Cells migrate during development, immune defense, and tumorigenesis, and this requires forming and dismantling attachments with the extracellular matrix and other cells. Force-sensing and adaptor proteins work together through a series of signaling cascades to activate surface molecules called integrins, which form adhesions at the cell surface that ultimately connect with extracellular targets. Most models of this process indicate that force-sensing proteins initiate these integrin-activating cascades, but early adhesion events, including whether the small forces present are sufficient to activate these proteins, are not well understood.1-3
In a new study published in eLife, researchers reported that the adaptor protein Cas promoted the initiation of cellular adhesion, suggesting a force-independent activation.4 Once activated through phosphorylation, Cas forms complexes with other signaling proteins that contribute to cell adhesion, migration, and proliferation. However, until now, scientists thought that these events occurred after the activation of integrin through mechanical sensation. “This really puts all the phosphorylation and sort of signaling events in the driver’s seat of the assembly of the adhesion,” said Jonathan Cooper, a cell biologist at the Fred Hutchinson Cancer Center and coauthor of the study. Understanding these early steps can help explain how cells recognize and form attachments in their environments and how cancer exploits this process to evade destruction.
“Focus has been on how cells become mechanosensitive, how cell adhesion became mechanosensitive through the recruitment of mechanosensitive proteins like talin, vinculin, and also other proteins,” said Sangyoon Han, a mechanobiologist at Michigan Technological University who was not involved in the study. “But not many studies were around to tell if there is any kind of premechanosensitive processes that act as a seed for the original binding of this mechanosensitive binding.”

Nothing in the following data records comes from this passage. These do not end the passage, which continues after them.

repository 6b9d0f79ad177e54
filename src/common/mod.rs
pub mod math;
pub mod engine;
pub mod error;

pub mod momentum;
pub mod trend;

pub use engine::{IndicatorEngine, IndicatorSettings};
pub use error::IndicatorError;
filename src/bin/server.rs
//! Stockwatch Server
//!
//! Starts the refresh scheduler and the HTTP dashboard/API.

use stockwatch::config::AppConfig;
use stockwatch::core::http::start_server;
use stockwatch::logging::init_logging_for;
use tokio::signal;
use tracing::{error, info};

#[tokio::main]
async fn main() -> Result<(), Box<dyn std::error::Error>> {
    dotenvy::dotenv().ok();
    let config = AppConfig::from_env()?;
    init_logging_for(&config.environment);

    info!(
        environment = %config.environment,
        port = config.port,
        data_source = ?config.data_source,
        symbols = config.symbols.len(),
        refresh_interval_secs = config.refresh.interval.as_secs(),
        refresh_cron = ?config.refresh.cron,
        "Starting Stockwatch server"
    );

    let server_handle = tokio::spawn(async move {
        if let Err(e) = start_server(config).await {
            error!(error = %e, "HTTP server error");
        }
    });

    tokio::select! {
        _ = signal::ctrl_c() => {
            info!("Shutting down...");
        }
        _ = server_handle => {
            error!("HTTP server stopped");
        }
    }

    Ok(())
}
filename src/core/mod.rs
//! Core application primitives (refresh loop, snapshot handoff, HTTP surface)

pub mod bootstrap;
pub mod http;
pub mod refresh;
pub mod scheduler;
pub mod snapshot;

pub use http::{create_router, start_server, AppState};
pub use refresh::{CycleError, RefreshPipeline, RefreshSettings};
pub use scheduler::{
    RefreshError, RefreshSchedule, RefreshScheduler, RefreshState, SchedulerStatus, TriggerOutcome,
};
pub use snapshot::{Published, Snapshot};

Cooper’s team imaged adhesion formation at the cell surface interface using total internal reflection (TIRF) microscopy and observed that activated Cas clustered at this site almost a full minute before mechanosensing proteins arrived or β1 integrin was activated. They depleted Cas with siRNA and inactivated it to determine this protein’s role in the developing adhesion site. “When we remove Cas from cells, or inhibit its phosphorylation, or inhibit stuff downstream of Cas, the integrin clustering doesn’t really happen,” Cooper said. The Cas-depleted cells attached poorly to surfaces and were immobile.
Finally, the group identified a positive feedback loop between Cas and Rac1, which drives actin polymerization and is important in forming focal complexes that promoted cell adhesion formation.5,6 Cas phosphorylation activated Rac1, which in turn generated reactive oxygen species, which promoted additional Cas activation. Cas degradation regulated this loop.
"It really nicely revealed all the sequence and dependence of very well known biochemical proteins in the focal adhesions, and they act as a seed for the oldest mechanosensitive protein recruitment and assembly,” Han said.
Han noted that while there were many unknowns left, including how Cas arrives at the cell edge, the study provides an important foundation for further research. “Now people can change their perspective on the focal adhesion assembly,” Han said.
- Wegener KL, et al. Structural basis of integrin activation by talin. Cell. 2007; 128(1):171-82
- Kim C, et al. Talin activates integrins by altering the topology of the β transmembrane domain. J Cell Bio. 2012; 197(5):605-11.
- Franz F, et al. Allosteric activation of vinculin by talin. Nat Commun. 2023; 14(1):4311.
- Kumar S, et al. Cas phosphorylation regulates focal adhesion assembly. eLife. 2023;12e90234
- Pasapera AM, et al. Rac1-dependent phosphorylation and focal adhesion recruitment of myosin IIA regulates migration and mechanosensing. Curr Biol. 2015; 25(2):175-186.
- Grobe H, et al. A Rac1-FML2 signaling module affects cell-cell contact formation independent of Cdc42 and membrane protrusions. Plos One. 2018; 13(3):e0194716.